Выбрать главу

Неодобрительное отношение к нарушениям традиций можно отметить и в фольклоре. В новгородских былинах гибнет противопоставивший себя обществу буйный гуляка Василий Буслаев, звавший своих товарищей

<…> Не работы робить деревенский, Пить зелена вина безденежно;

терпит поражение и другой герой — Садко, который на пиру

<…> Во хмелинушке… да призахвастался В Новегороде товары все повыкупить{23}.

«Питейная ситуация» на Руси принципиально не изменилась и в более позднее время. В немногих сохранившихся источниках XIII—XV столетий упоминаются те же напитки, что и раньше: мед, пиво, вино и квас. Так же устраивались княжеские пиры и народные братчины. В новгородских владениях традиционная варка пива была также крестьянской повинностью: как следует из берестяной грамоты первой половины XIV века, некая Федосья обязана была «варити перевары» для землевладельца{24}.

Как и прежде, церковные власти выступали против неумеренной выпивки, поскольку нравы в эпоху ордынского господства и непрерывных усобиц не стали более гуманными. В начале XV века основатель крупнейшего на Русском Севере Белозерского монастыря Кирилл просил сына Дмитрия Донского, удельного князя Андрея, «чтобы корчмы в твоей отчине не было, занеже, господине, то великая пагуба душам; крестьяне ся, господине, пропивают, а души гибнут». Основатель другого монастыря Пафнутий Боровский был свидетелем дикого пьянства во время чумы 1427 года, когда в брошенных домах отчаянные гуляки устраивали пиршества, во время коих «един от пиющих внезапу пад умераше; они же ногами под лавку впхав, паки прилежаще питию». Помимо обычных проблем церкви, связанных с «грубостью» паствы, добавилась необходимость борьбы с появившимися ересями. Еретики-новгородцы в 80-х годах XV столетия отрицали Троицу и божественность Христа и не желали почитать икон — вплоть до демонстративного поругания святынь во хмелю, как это делал излишне вольнодумный «Алексейко подьячий»: «…напився пьян влез в чясовни, да снял с лавици икону — Успение пречисты, да на нее скверную воду спускал». Собственно, еретики — новгородские попы — и выдали себя тем, что прилюдно в пьяном виде похвалялись своим нечестием, за что дешево отделались — были биты кнутом за то, что «пьяни поругалися святым иконам»{25}.

Во второй половине XV века появилось первое публицистическое произведение, посвященное пьянству, — «Слово о высокоумном хмелю». «Слово» давало портрет любителя хмельного: «Наложу ему печаль на сердце, вставшу ему с похмелиа, голова болит, очи света не видят, а ум его не идет ни на что же на доброе.
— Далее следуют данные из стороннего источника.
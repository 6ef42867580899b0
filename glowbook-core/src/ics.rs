//! ICS export for generated booking series.
//!
//! Renders a series as one all-day VEVENT per appointment date so clients
//! can import the whole series into their own calendar.

use chrono::Duration;
use icalendar::{Calendar, Component, Property, ValueType};
use uuid::Uuid;

use crate::error::{GlowbookError, GlowbookResult};
use crate::recurrence::{GeneratedSeries, RecurrenceRequest};

/// Generate .ics content for an expanded series.
pub fn generate_series_ics(
    request: &RecurrenceRequest,
    series: &GeneratedSeries,
    title: &str,
) -> GlowbookResult<String> {
    if series.is_empty() {
        return Err(GlowbookError::IcsGenerate(
            "Series expanded to no dates".to_string(),
        ));
    }

    let mut cal = Calendar::new();
    let dtstamp = chrono::Utc::now().format("%Y%m%dT%H%M%SZ").to_string();

    for date in &series.dates {
        let mut event = icalendar::Event::new();
        event.uid(&format!("{}@glowbook", Uuid::new_v4()));
        event.summary(title);
        event.add_property("DTSTAMP", &dtstamp);

        add_date_property(&mut event, "DTSTART", *date);
        // All-day events end on the following day per RFC 5545
        add_date_property(&mut event, "DTEND", *date + Duration::days(1));

        if !request.time_slot.is_empty() {
            event.add_property("DESCRIPTION", format!("Time slot: {}", request.time_slot));
        }

        cal.push(event.done());
    }

    let cal = cal.done();
    Ok(strip_ics_bloat(&cal.to_string()))
}

fn add_date_property(event: &mut icalendar::Event, name: &str, date: chrono::NaiveDate) {
    let mut prop = Property::new(name, date.format("%Y%m%d").to_string());
    prop.append_parameter(ValueType::Date);
    event.append_property(prop);
}

/// Clean up ICS output from the icalendar crate: stable PRODID, and no
/// CALSCALE:GREGORIAN line (it is the default).
fn strip_ics_bloat(ics: &str) -> String {
    let mut result = String::with_capacity(ics.len());

    for line in ics.lines() {
        if line.starts_with("PRODID:") {
            result.push_str("PRODID:GLOWBOOK\r\n");
            continue;
        }
        if line == "CALSCALE:GREGORIAN" {
            continue;
        }
        result.push_str(line);
        result.push_str("\r\n");
    }

    result
}
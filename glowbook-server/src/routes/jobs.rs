//! Job posting and bidding endpoints

use axum::{
    Json, Router,
    extract::{Path, State},
    routing::{get, post},
};
use glowbook_core::GlowbookError;
use glowbook_core::jobs::{Bid, Job};
use rust_decimal::Decimal;
use serde::Deserialize;
use uuid::Uuid;

use crate::routes::AppError;
use crate::state::AppState;

pub fn router() -> Router<AppState> {
    Router::new()
        .route("/jobs", post(create_job))
        .route("/jobs", get(list_jobs))
        .route("/jobs/{id}", get(get_job))
        .route("/jobs/{id}/bids", post(submit_bid))
        .route("/jobs/{id}/award", post(award_bid))
        .route("/jobs/{id}/complete", post(complete_job))
        .route("/jobs/{id}/cancel", post(cancel_job))
}

#[derive(Deserialize)]
pub struct CreateJobRequest {
    pub client_id: String,
    pub title: String,
    pub description: Option<String>,
    pub budget: Option<Decimal>,
}

#[derive(Deserialize)]
pub struct SubmitBidRequest {
    pub provider_id: String,
    pub amount: Decimal,
    pub message: Option<String>,
}

#[derive(Deserialize)]
pub struct AwardBidRequest {
    pub client_id: String,
    pub bid_id: Uuid,
}

/// POST /jobs - post a new job request
async fn create_job(
    State(state): State<AppState>,
    Json(request): Json<CreateJobRequest>,
) -> Result<Json<Job>, AppError> {
    if request.title.trim().is_empty() {
        return Err(GlowbookError::Validation("Job title is required".into()).into());
    }

    let job = Job::post(
        request.client_id,
        request.title,
        request.description,
        request.budget,
    );
    state.insert_job(job.clone()).await;

    Ok(Json(job))
}

/// GET /jobs - list all jobs, newest first
async fn list_jobs(State(state): State<AppState>) -> Json<Vec<Job>> {
    Json(state.list_jobs().await)
}

/// GET /jobs/:id
async fn get_job(
    State(state): State<AppState>,
    Path(id): Path<Uuid>,
) -> Result<Json<Job>, AppError> {
    Ok(Json(state.get_job(id).await?))
}

/// POST /jobs/:id/bids - submit a bid (one per provider per job)
async fn submit_bid(
    State(state): State<AppState>,
    Path(id): Path<Uuid>,
    Json(request): Json<SubmitBidRequest>,
) -> Result<Json<Bid>, AppError> {
    let job = state
        .update_job(id, |job| {
            job.submit_bid(request.provider_id.clone(), request.amount, request.message.clone())
                .map(|_| ())
        })
        .await?;

    // One bid per provider per job, so this lookup is unambiguous
    let bid = job
        .bids
        .iter()
        .find(|b| b.provider_id == request.provider_id)
        .cloned()
        .ok_or_else(|| GlowbookError::BidNotFound(id.to_string()))?;

    Ok(Json(bid))
}

/// POST /jobs/:id/award - the posting client awards one bid
async fn award_bid(
    State(state): State<AppState>,
    Path(id): Path<Uuid>,
    Json(request): Json<AwardBidRequest>,
) -> Result<Json<Job>, AppError> {
    let job = state
        .update_job(id, |job| job.award(&request.client_id, request.bid_id))
        .await?;

    Ok(Json(job))
}

/// POST /jobs/:id/complete
async fn complete_job(
    State(state): State<AppState>,
    Path(id): Path<Uuid>,
) -> Result<Json<Job>, AppError> {
    let job = state.update_job(id, |job| job.complete()).await?;
    Ok(Json(job))
}

/// POST /jobs/:id/cancel
async fn cancel_job(
    State(state): State<AppState>,
    Path(id): Path<Uuid>,
) -> Result<Json<Job>, AppError> {
    let job = state.update_job(id, |job| job.cancel()).await?;
    Ok(Json(job))
}
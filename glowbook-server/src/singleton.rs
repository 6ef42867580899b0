//! Singleton pattern to ensure only one glowbook-server instance runs.

use anyhow::{Context, Result};
use fs2::FileExt;
use std::fs::{self, File};
use std::path::PathBuf;

/// A lock guard that releases the lock when dropped
pub struct LockGuard {
    _file: File,
}

fn lock_path() -> Result<PathBuf> {
    let runtime_dir = dirs::runtime_dir()
        .or_else(dirs::cache_dir)
        .ok_or_else(|| anyhow::anyhow!("Could not determine runtime directory"))?;

    let dir = runtime_dir.join("glowbook");
    fs::create_dir_all(&dir)?;

    Ok(dir.join("server.lock"))
}

/// Acquire an exclusive lock, failing if another instance is running
pub fn acquire_lock() -> Result<LockGuard> {
    let path = lock_path()?;
    let file = File::create(&path).context("Failed to create lock file")?;

    file.try_lock_exclusive().map_err(|_| {
        anyhow::anyhow!(
            "Another glowbook-server instance is already running.\n\
            If you believe this is an error, remove: {}",
            path.display()
        )
    })?;

    Ok(LockGuard { _file: file })
}
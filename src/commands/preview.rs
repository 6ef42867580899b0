use anyhow::Result;
use glowbook_core::config::GlowbookConfig;
use glowbook_core::pricing;
use glowbook_core::recurrence::expand;
use owo_colors::OwoColorize;

use crate::SeriesArgs;
use crate::commands::build_request;
use crate::render;

pub fn run(args: SeriesArgs) -> Result<()> {
    let config = GlowbookConfig::load()?;
    let request = build_request(&args, &config)?;

    let series = expand(&request);

    println!();
    println!(
        "{}",
        format!(
            "  {} series from {}",
            request.frequency, request.start_date
        )
        .bold()
    );
    if !request.time_slot.is_empty() {
        println!("  {}", format!("Time slot: {}", request.time_slot).dimmed());
    }
    println!();

    for line in render::render_series(&series) {
        println!("{line}");
    }

    if let Some(price) = args.price {
        let total = pricing::project(&series, price);
        println!();
        println!("{}", render::render_cost(total, series.len(), &config.currency));
    }

    Ok(())
}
Вздвигну в нем похоть плотскую и в вся помыслы злыя и потом ввергну его в большую погыбель». Хмель предостерегал всех, от князя до селянина: кто «задружится» с ним, того ожидает неизбежное «злое убожие» — «цари из царства изринушася, а святители святительство погубишь, а силнии силу испрометаша, а храбрии мечю предании быша, а богатии нищи створиша, а здравии болни быша, а многолетний вскоре изомроша», так как пьянство ум губит, орудия портит, прибыль теряет{26}. Автор приравнял пьяниц к самоубийцам-удавленникам, умиравшим без Божьего суда.

«Питья им у себя не держати»

В том же XV столетии крепнувшая княжеская власть понемногу начала «старину» нарушать и все более энергично контролировать повседневную жизнь своих подданных. Жалованные грамоты московских великих князей Василия II (1425—1462) и Ивана III (1462—1505) запрещали посторонним, в том числе и княжеским слугам, являться на братчины в церковные села, ибо «незваны к ним ходят на праздники, и на пиры, и на братшины, да над ними деи силничают, меды де и пиво и брагу силою у них емлют, а их деи бьют и грабят»{27}. В XVI веке этот запрет становится обычной нормой для великокняжеских наместников и закрепляется в особых уставных грамотах.

При этом, ограждая крестьян привилегированных владельцев от «незваных гостей», власти постепенно ограничивали права самих крестьян на свободное, мирское устройство праздников и изготовление спиртного. Иван III уже разъяснял игумену Кирилло-Белозерского монастыря: «Которому будет человеку к празднику розсытить меду, или пива сварити и браги сварити к Боришу дни, или к которому к господскому празднику, или к свадьбе, и к родинам, или к масленой неделе, и они тогды доложат моих наместников переславских, или их тиунов… А пьют тогды у того человека три дни. А промеж тех праздников питья им у себя не держати. А меду им и пива, и браги на продажу не держати»{28}.